↓

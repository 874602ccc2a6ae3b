pub mod brand;
pub mod catalog;
pub mod common;
pub mod listing;
pub mod reference;
use convert_case::{Case, Casing};
use entity::{brand, drive_type, fuel_type, transmission, vehicle_listing};
use fake::{faker, Fake};
use rand::{seq::SliceRandom, Rng};
use rust_decimal::Decimal;
use sea_orm_migration::{
    sea_orm::{ActiveModelTrait, DatabaseTransaction, Set},
    DbErr,
};

const TRANSMISSIONS: [&str; 4] = ["Автомат", "Механика", "Робот", "Вариатор"];

const DRIVE_TYPES: [&str; 3] = ["Передний", "Задний", "Полный"];

/// label and whether vehicles of this fuel type have a combustion engine
const FUEL_TYPES: [(&str, bool); 4] = [
    ("Бензин", true),
    ("Дизель", true),
    ("Гибрид", true),
    ("Электро", false),
];

const BRANDS: [&str; 6] = ["Toyota", "Honda", "BMW", "Audi", "Kia", "Lada"];

/// Reference rows every seeded listing picks from
pub struct ReferenceData {
    pub transmissions: Vec<transmission::Model>,
    pub drive_types: Vec<drive_type::Model>,
    pub fuel_types: Vec<fuel_type::Model>,
}

pub async fn reference_data(db: &DatabaseTransaction) -> Result<ReferenceData, DbErr> {
    let mut transmissions = vec![];
    let mut drive_types = vec![];
    let mut fuel_types = vec![];

    for label in TRANSMISSIONS {
        let t = transmission::ActiveModel {
            label: Set(String::from(label)),
            ..Default::default()
        }
        .insert(db)
        .await?;

        transmissions.push(t);
    }

    for label in DRIVE_TYPES {
        let d = drive_type::ActiveModel {
            label: Set(String::from(label)),
            ..Default::default()
        }
        .insert(db)
        .await?;

        drive_types.push(d);
    }

    for (label, requires_engine_volume) in FUEL_TYPES {
        let f = fuel_type::ActiveModel {
            label: Set(String::from(label)),
            requires_engine_volume: Set(requires_engine_volume),
            ..Default::default()
        }
        .insert(db)
        .await?;

        fuel_types.push(f);
    }

    Ok(ReferenceData {
        transmissions,
        drive_types,
        fuel_types,
    })
}

pub async fn brands(db: &DatabaseTransaction) -> Result<Vec<brand::Model>, DbErr> {
    let mut created = vec![];

    for name in BRANDS {
        let b = brand::ActiveModel {
            name: Set(String::from(name)),
            slug: Set(name.to_case(Case::Kebab)),
            logo: Set(Some(format!("brands-logo/{}.png", name.to_case(Case::Kebab)))),
            ..Default::default()
        }
        .insert(db)
        .await?;

        created.push(b);
    }

    Ok(created)
}

pub async fn listing(
    db: &DatabaseTransaction,
    brand: &brand::Model,
    refs: &ReferenceData,
) -> Result<vehicle_listing::Model, DbErr> {
    let active_model = {
        let mut rng = rand::thread_rng();

        let transmission = refs.transmissions.choose(&mut rng).unwrap();
        let drive_type = refs.drive_types.choose(&mut rng).unwrap();
        let fuel_type = refs.fuel_types.choose(&mut rng).unwrap();

        let model_word = faker::lorem::en::Word().fake::<String>();
        let name = format!(
            "{} {} {}",
            brand.name,
            model_word,
            rng.gen_range(100..999)
        );

        let engine_volume = if fuel_type.requires_engine_volume {
            // 1.0 to 6.0 liters, one decimal place
            Decimal::new(rng.gen_range(10..=60), 1)
        } else {
            Decimal::ZERO
        };

        vehicle_listing::ActiveModel {
            brand_id: Set(brand.id),
            slug: Set(name.to_case(Case::Kebab)),
            name: Set(name),
            main_image: Set(Some(format!(
                "vehicle-listing/main/{}.jpeg",
                rng.gen_range(1..9999)
            ))),
            year: Set(rng.gen_range(2000..=2024)),
            mileage: Set(rng.gen_range(0..300_000)),
            transmission_id: Set(transmission.id),
            drive_type_id: Set(drive_type.id),
            fuel_type_id: Set(fuel_type.id),
            engine_volume: Set(Some(engine_volume)),
            horse_power: Set(rng.gen_range(60..800)),
            // 5_000.00 to 150_000.00
            price: Set(Decimal::new(rng.gen_range(500_000..15_000_000), 2)),
            ..Default::default()
        }
    };

    let l = active_model.insert(db).await?;

    Ok(l)
}
use crate::modules::common::validators::REGEX_IS_SLUG;
use serde::Deserialize;
use utoipa::ToSchema;
use validator::Validate;

#[derive(Deserialize, ToSchema, Validate)]
#[serde(rename_all = "camelCase")]
pub struct CreateBrandDto {
    #[validate(length(min = 1, max = 25))]
    pub name: String,

    /// derived from the name when omitted
    #[validate(regex(
        path = "REGEX_IS_SLUG",
        message = "slug must be lowercase alphanumeric words separated by dashes"
    ))]
    pub slug: Option<String>,

    pub logo: Option<String>,
}

/// Renaming a brand never regenerates its slug, so the slug is not
/// updatable here
#[derive(Deserialize, ToSchema, Validate)]
#[serde(rename_all = "camelCase")]
pub struct UpdateBrandDto {
    #[validate(length(min = 1, max = 25))]
    pub name: Option<String>,

    #[serde(default, with = "::serde_with::rust::double_option")]
    pub logo: Option<Option<String>>,
}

↑

▶ What is expected
Should a line in the material contain "refs", copy it.

▶ Solved exercise
    refs: &ReferenceData,
        let transmission = refs.transmissions.choose(&mut rng).unwrap();
        let drive_type = refs.drive_types.choose(&mut rng).unwrap();
        let fuel_type = refs.fuel_types.choose(&mut rng).unwrap();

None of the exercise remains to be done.